Le prime ibernazioni umane risalgono agli anni Sessanta. Attualmente sono 337 le persone nel mondo che si sono fatte crioconservare, secondo quanto riferito dalle tre società, due americane e una russa, che offrono questo servizio. Ai ‘pazienti’, così vengono chiamati, già congelati si aggiungono oltre duemila persone che hanno stipulato il contratto per la crioconservazione post mortem, fra cui una decina italiani. Tra i nostri connazionali che hanno avuto accesso alla tecnica Aldo Fusciardi, probabilmente il primo nel nostro Paese, morto per infarto nel 2012 all’età di 75 anni. L’ultima ad essere crioconservata in Russia è Cecilia Iubei, un’anziana donna di 86 anni della provincia di Viterbo che è morta nel febbraio 2016. Matheryn Naovaratpong, invece, è senza dubbio la persona più giovane che sia mai stata ibernata: non aveva neanche tre anni quando è morta per un tumore incurabile al cervello. E’ possibile criopreservare sia il corpo intero che solo il cervello. La procedura idealmente inizia appena il cuore smette di battere e prima che sia dichiarata la morte cerebrale. Prima di portare il corpo a -196 gradi, la temperatura dell’azoto liquido, il sangue viene sostituito da una sostanza che protegge dalla principale controindicazione della tecnica, il congelamento dell’acqua nelle cellule. Il cadavere viene quindi conservato a testa in giù nei tewar, cisterne che contengono appunto azoto liquido, in attesa di essere ‘scongelato’.

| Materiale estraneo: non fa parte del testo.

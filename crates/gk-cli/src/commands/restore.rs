use std::path::PathBuf;

use anyhow::{Context, bail};
use chrono::{DateTime, Utc};
use gk_discovery::backup::{TIMESTAMP_FORMAT, copy_aside};
use serde::Serialize;

use crate::cli::root_commands::RestoreArgs;
use crate::cli::{GlobalFlags, OutputFormat};
use crate::context::AppContext;
use crate::output::output;

#[derive(Debug, Serialize)]
struct SnapshotSummary {
    name: String,
    timestamp: DateTime<Utc>,
    ssh_config_path: PathBuf,
    has_declared_config: bool,
    keys_scanned: usize,
    suggested_personas: Vec<String>,
}

#[derive(Debug, Serialize)]
struct RestoreResponse {
    restored_from: String,
    path: PathBuf,
    previous: Option<PathBuf>,
    personas: usize,
}

/// Handle `git-keys restore`.
pub fn handle(args: &RestoreArgs, ctx: &AppContext, flags: &GlobalFlags) -> anyhow::Result<()> {
    let Some(name) = &args.name else {
        let backups = ctx.backups.list().context("failed to list backups")?;
        return output(&backups, flags.format);
    };
    let snapshot = ctx
        .backups
        .read(name)
        .with_context(|| format!("failed to read backup {name}"))?;

    if !args.apply {
        if flags.format == OutputFormat::Json {
            return output(&snapshot, flags.format);
        }
        return output(
            &SnapshotSummary {
                name: name.clone(),
                timestamp: snapshot.timestamp,
                ssh_config_path: snapshot.ssh_config_path,
                has_declared_config: snapshot.old_config.is_some(),
                keys_scanned: snapshot.scan_result.keys.len(),
                suggested_personas: snapshot
                    .recommended_mapping
                    .personas
                    .into_iter()
                    .map(|p| p.name)
                    .collect(),
            },
            flags.format,
        );
    }

    let Some(config) = snapshot.old_config else {
        bail!("backup {name} holds no declared config");
    };
    let stamp = ctx.session.now.format(TIMESTAMP_FORMAT).to_string();
    let previous = copy_aside(ctx.store.path(), &stamp)
        .context("failed to copy the current declared config aside")?;
    ctx.save(&config)?;
    tracing::info!(backup = %name, "declared config restored; run `git-keys apply` to provision keys");

    output(
        &RestoreResponse {
            restored_from: name.clone(),
            path: ctx.store.path().to_path_buf(),
            previous,
            personas: config.personas.len(),
        },
        flags.format,
    )
}
use std::collections::HashMap;
use std::sync::Mutex;

use gk_core::PlatformKind;

use crate::error::AuthError;

/// Account name used for a platform-wide fallback token.
pub const DEFAULT_ACCOUNT: &str = "default";

const ENV_PREFIX: &str = "GITKEYS_TOKEN_";

/// Token-storage collaborator.
///
/// "Not found" is `Ok(None)`, never an error.
pub trait TokenStore: Send + Sync {
    /// # Errors
    ///
    /// Returns [`AuthError`] when the backing store fails for a reason other
    /// than a missing entry.
    fn get(&self, kind: PlatformKind, account: &str) -> Result<Option<String>, AuthError>;

    /// # Errors
    ///
    /// Returns [`AuthError`] when the token cannot be written.
    fn set(&self, kind: PlatformKind, account: &str, token: &str) -> Result<(), AuthError>;

    /// Returns whether an entry existed.
    ///
    /// # Errors
    ///
    /// Returns [`AuthError`] when an existing entry cannot be removed.
    fn delete(&self, kind: PlatformKind, account: &str) -> Result<bool, AuthError>;
}

/// Where a resolved token came from.
#[derive(Debug, Clone, Copy, PartialEq, Eq)]
pub enum TokenScope {
    Account,
    Default,
}

#[derive(Debug, Clone, PartialEq, Eq)]
pub struct ResolvedToken {
    pub token: String,
    pub scope: TokenScope,
}

/// Resolve a token for `account`, falling back to the `default` account.
///
/// Store failures are logged and treated as absence.
///
/// # Errors
///
/// Returns [`AuthError::MissingToken`] when neither entry exists.
pub fn resolve_token(
    store: &dyn TokenStore,
    kind: PlatformKind,
    account: &str,
) -> Result<ResolvedToken, AuthError> {
    let candidates = [(account, TokenScope::Account), (DEFAULT_ACCOUNT, TokenScope::Default)];
    for (candidate, scope) in candidates {
        if candidate.is_empty() {
            continue;
        }
        match store.get(kind, candidate) {
            Ok(Some(token)) => {
                tracing::debug!(%kind, account = candidate, "resolved platform token");
                return Ok(ResolvedToken { token, scope });
            }
            Ok(None) => {}
            Err(error) => tracing::warn!(%error, %kind, account = candidate, "token lookup failed"),
        }
    }
    Err(AuthError::MissingToken {
        platform: kind.to_string(),
        account: account.to_string(),
    })
}

// ---------------------------------------------------------------------------
// OS keyring
// ---------------------------------------------------------------------------

/// Tokens in the OS keyring, one service per platform (`git-keys-github`),
/// with the account as the keyring user.
///
/// When `env_fallback` is set, `GITKEYS_TOKEN_<PLATFORM>_<ACCOUNT>` (or
/// `GITKEYS_TOKEN_<PLATFORM>` for the default account) is read if the
/// keyring has no entry.
#[derive(Debug, Clone)]
pub struct KeyringTokenStore {
    service_prefix: String,
    env_fallback: bool,
}

impl KeyringTokenStore {
    #[must_use]
    pub fn new(service_prefix: impl Into<String>, env_fallback: bool) -> Self {
        Self {
            service_prefix: service_prefix.into(),
            env_fallback,
        }
    }

    #[must_use]
    pub fn service(&self, kind: PlatformKind) -> String {
        format!("{}-{kind}", self.service_prefix)
    }

    fn entry(&self, kind: PlatformKind, account: &str) -> Result<keyring::Entry, AuthError> {
        keyring::Entry::new(&self.service(kind), account)
            .map_err(|e| AuthError::KeyringError(e.to_string()))
    }

    /// Report which tier holds a token, for status display.
    #[must_use]
    pub fn source(&self, kind: PlatformKind, account: &str) -> Option<&'static str> {
        if let Ok(entry) = self.entry(kind, account)
            && entry.get_password().is_ok_and(|t| !t.is_empty())
        {
            return Some("keyring");
        }
        if self.env_fallback && env_token(kind, account).is_some() {
            return Some("env");
        }
        None
    }
}

impl Default for KeyringTokenStore {
    fn default() -> Self {
        Self::new("git-keys", true)
    }
}

impl TokenStore for KeyringTokenStore {
    fn get(&self, kind: PlatformKind, account: &str) -> Result<Option<String>, AuthError> {
        let keyring_result = self.entry(kind, account).and_then(|entry| {
            match entry.get_password() {
                Ok(token) if !token.is_empty() => Ok(Some(token)),
                Ok(_) | Err(keyring::Error::NoEntry) => Ok(None),
                Err(error) => Err(AuthError::KeyringError(error.to_string())),
            }
        });

        match keyring_result {
            Ok(Some(token)) => Ok(Some(token)),
            Ok(None) => Ok(self.env_fallback.then(|| env_token(kind, account)).flatten()),
            Err(error) => {
                if self.env_fallback
                    && let Some(token) = env_token(kind, account)
                {
                    tracing::warn!(%error, "keyring unavailable; using environment token");
                    return Ok(Some(token));
                }
                Err(error)
            }
        }
    }

    fn set(&self, kind: PlatformKind, account: &str, token: &str) -> Result<(), AuthError> {
        if token.trim().is_empty() {
            return Err(AuthError::TokenStoreError("refusing to store an empty token".into()));
        }
        self.entry(kind, account)?
            .set_password(token)
            .map_err(|e| AuthError::KeyringError(e.to_string()))
    }

    fn delete(&self, kind: PlatformKind, account: &str) -> Result<bool, AuthError> {
        match self.entry(kind, account)?.delete_credential() {
            Ok(()) => Ok(true),
            Err(keyring::Error::NoEntry) => Ok(false),
            Err(error) => Err(AuthError::KeyringError(error.to_string())),
        }
    }
}

/// Environment variable consulted for `(kind, account)`.
#[must_use]
pub fn env_var_name(kind: PlatformKind, account: &str) -> String {
    let platform = kind.as_str().to_ascii_uppercase();
    if account.is_empty() || account == DEFAULT_ACCOUNT {
        return format!("{ENV_PREFIX}{platform}");
    }
    let account: String = account
        .chars()
        .map(|c| if c.is_ascii_alphanumeric() { c.to_ascii_uppercase() } else { '_' })
        .collect();
    format!("{ENV_PREFIX}{platform}_{account}")
}

fn env_token(kind: PlatformKind, account: &str) -> Option<String> {
    std::env::var(env_var_name(kind, account))
        .ok()
        .map(|t| t.trim().to_string())
        .filter(|t| !t.is_empty())
}

// ---------------------------------------------------------------------------
// In-memory
// ---------------------------------------------------------------------------

/// Process-local store, used in tests and dry runs.
#[derive(Debug, Default)]
pub struct MemoryTokenStore {
    tokens: Mutex<HashMap<(PlatformKind, String), String>>,
}

impl MemoryTokenStore {
    #[must_use]
    pub fn new() -> Self {
        Self::default()
    }

    #[must_use]
    pub fn with(self, kind: PlatformKind, account: &str, token: &str) -> Self {
        if let Ok(mut tokens) = self.tokens.lock() {
            tokens.insert((kind, account.to_string()), token.to_string());
        }
        self
    }
}

impl TokenStore for MemoryTokenStore {
    fn get(&self, kind: PlatformKind, account: &str) -> Result<Option<String>, AuthError> {
        let tokens = self
            .tokens
            .lock()
            .map_err(|e| AuthError::TokenStoreError(e.to_string()))?;
        Ok(tokens.get(&(kind, account.to_string())).cloned())
    }

    fn set(&self, kind: PlatformKind, account: &str, token: &str) -> Result<(), AuthError> {
        let mut tokens = self
            .tokens
            .lock()
            .map_err(|e| AuthError::TokenStoreError(e.to_string()))?;
        tokens.insert((kind, account.to_string()), token.to_string());
        Ok(())
    }

    fn delete(&self, kind: PlatformKind, account: &str) -> Result<bool, AuthError> {
        let mut tokens = self
            .tokens
            .lock()
            .map_err(|e| AuthError::TokenStoreError(e.to_string()))?;
        Ok(tokens.remove(&(kind, account.to_string())).is_some())
    }
}
//! Key-material collaborator.
//!
//! Generation is delegated to `ssh-keygen`; inspection parses the `.pub`
//! file with `ssh-key`. Both files of a pair are always handled together.

use std::fs;
use std::path::{Path, PathBuf};

use async_trait::async_trait;
use gk_core::KeyType;

use crate::error::SshError;
use crate::fingerprint::inspect_public_key;
use crate::process;

/// `id_x` -> `id_x.pub`
#[must_use]
pub fn public_key_path(private: &Path) -> PathBuf {
    let mut name = private.as_os_str().to_os_string();
    name.push(".pub");
    PathBuf::from(name)
}

#[async_trait]
pub trait KeyMaterial: Send + Sync {
    /// Write a new owner-only private key and its public key at `path`.
    ///
    /// # Errors
    ///
    /// [`SshError::KeyExists`] if either file exists; otherwise the
    /// generator's failure.
    async fn generate(&self, key_type: KeyType, comment: &str, path: &Path) -> Result<(), SshError>;

    /// `SHA256:` fingerprint of the pair at `path`.
    ///
    /// # Errors
    ///
    /// Fails when the public key is missing or unparseable.
    async fn fingerprint(&self, path: &Path) -> Result<String, SshError>;

    /// Public key line of the pair at `path`.
    ///
    /// # Errors
    ///
    /// Fails when the public key is missing or unreadable.
    async fn public_key(&self, path: &Path) -> Result<String, SshError>;

    /// Modulus size for algorithms without a fixed length.
    ///
    /// # Errors
    ///
    /// Fails when the key cannot be measured.
    async fn bits(&self, path: &Path) -> Result<u32, SshError>;

    fn exists(&self, path: &Path) -> bool {
        path.exists()
    }

    /// Remove both files; missing files are not an error.
    ///
    /// # Errors
    ///
    /// Fails when an existing file cannot be removed.
    fn delete(&self, path: &Path) -> Result<(), SshError> {
        for file in [path.to_path_buf(), public_key_path(path)] {
            match fs::remove_file(&file) {
                Ok(()) => tracing::debug!(path = %file.display(), "deleted key file"),
                Err(error) if error.kind() == std::io::ErrorKind::NotFound => {}
                Err(error) => return Err(SshError::io(file, error)),
            }
        }
        Ok(())
    }
}

/// [`KeyMaterial`] over the system `ssh-keygen`.
#[derive(Debug, Clone, Copy, Default)]
pub struct SshKeygen;

#[async_trait]
impl KeyMaterial for SshKeygen {
    async fn generate(&self, key_type: KeyType, comment: &str, path: &Path) -> Result<(), SshError> {
        if path.exists() || public_key_path(path).exists() {
            return Err(SshError::KeyExists(path.to_path_buf()));
        }
        if let Some(parent) = path.parent() {
            fs::create_dir_all(parent).map_err(|e| SshError::io(parent, e))?;
        }

        let path_str = path.to_string_lossy();
        let bits = key_type.bits().to_string();
        let mut args = vec!["-q", "-t", key_type.as_str()];
        if key_type == KeyType::Rsa {
            args.extend(["-b", bits.as_str()]);
        }
        args.extend(["-f", path_str.as_ref(), "-N", "", "-C", comment]);
        process::run_checked("ssh-keygen", &args).await?;

        set_mode(path, 0o600)?;
        set_mode(&public_key_path(path), 0o644)?;
        tracing::info!(path = %path.display(), %key_type, "generated key pair");
        Ok(())
    }

    async fn fingerprint(&self, path: &Path) -> Result<String, SshError> {
        let line = self.public_key(path).await?;
        Ok(inspect_public_key(&line)?.fingerprint)
    }

    async fn public_key(&self, path: &Path) -> Result<String, SshError> {
        let pub_path = public_key_path(path);
        let text = tokio::fs::read_to_string(&pub_path)
            .await
            .map_err(|e| SshError::io(&pub_path, e))?;
        Ok(text.trim().to_string())
    }

    async fn bits(&self, path: &Path) -> Result<u32, SshError> {
        let pub_path = public_key_path(path);
        let pub_str = pub_path.to_string_lossy();
        let output = process::run_checked("ssh-keygen", &["-l", "-f", pub_str.as_ref()]).await?;
        parse_bits(&String::from_utf8_lossy(&output.stdout))
    }
}

/// First field of `ssh-keygen -l` output.
fn parse_bits(listing: &str) -> Result<u32, SshError> {
    listing
        .split_whitespace()
        .next()
        .and_then(|field| field.parse().ok())
        .ok_or_else(|| SshError::Parse(format!("unexpected ssh-keygen -l output: {listing}")))
}

#[cfg(unix)]
pub(crate) fn set_mode(path: &Path, mode: u32) -> Result<(), SshError> {
    use std::os::unix::fs::PermissionsExt;
    fs::set_permissions(path, fs::Permissions::from_mode(mode)).map_err(|e| SshError::io(path, e))
}

#[cfg(not(unix))]
pub(crate) fn set_mode(_path: &Path, _mode: u32) -> Result<(), SshError> {
    Ok(())
}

Il costo di un’operazione del genere? Dai 200 mila dollari – circa 188 mila euro – in Usa, ai 36 mila, in Russia, per il corpo intero. Per il solo cervello, invece, dagli 80 mila della ditta più cara alla ‘modesta’ richiesta, se si preferisce la ditta europea, di 17 mila euro. Il risparmio è invece assicurato sulla polizza a garanzia della riuscita dell’operazione: al momento, infatti, precisano i siti delle compagnie preposte al servizio di criocongelamento, le tecniche non permettono di riportare in vita i corpi così trattati. Come si dice, del doman non v’è certezza….
A.B.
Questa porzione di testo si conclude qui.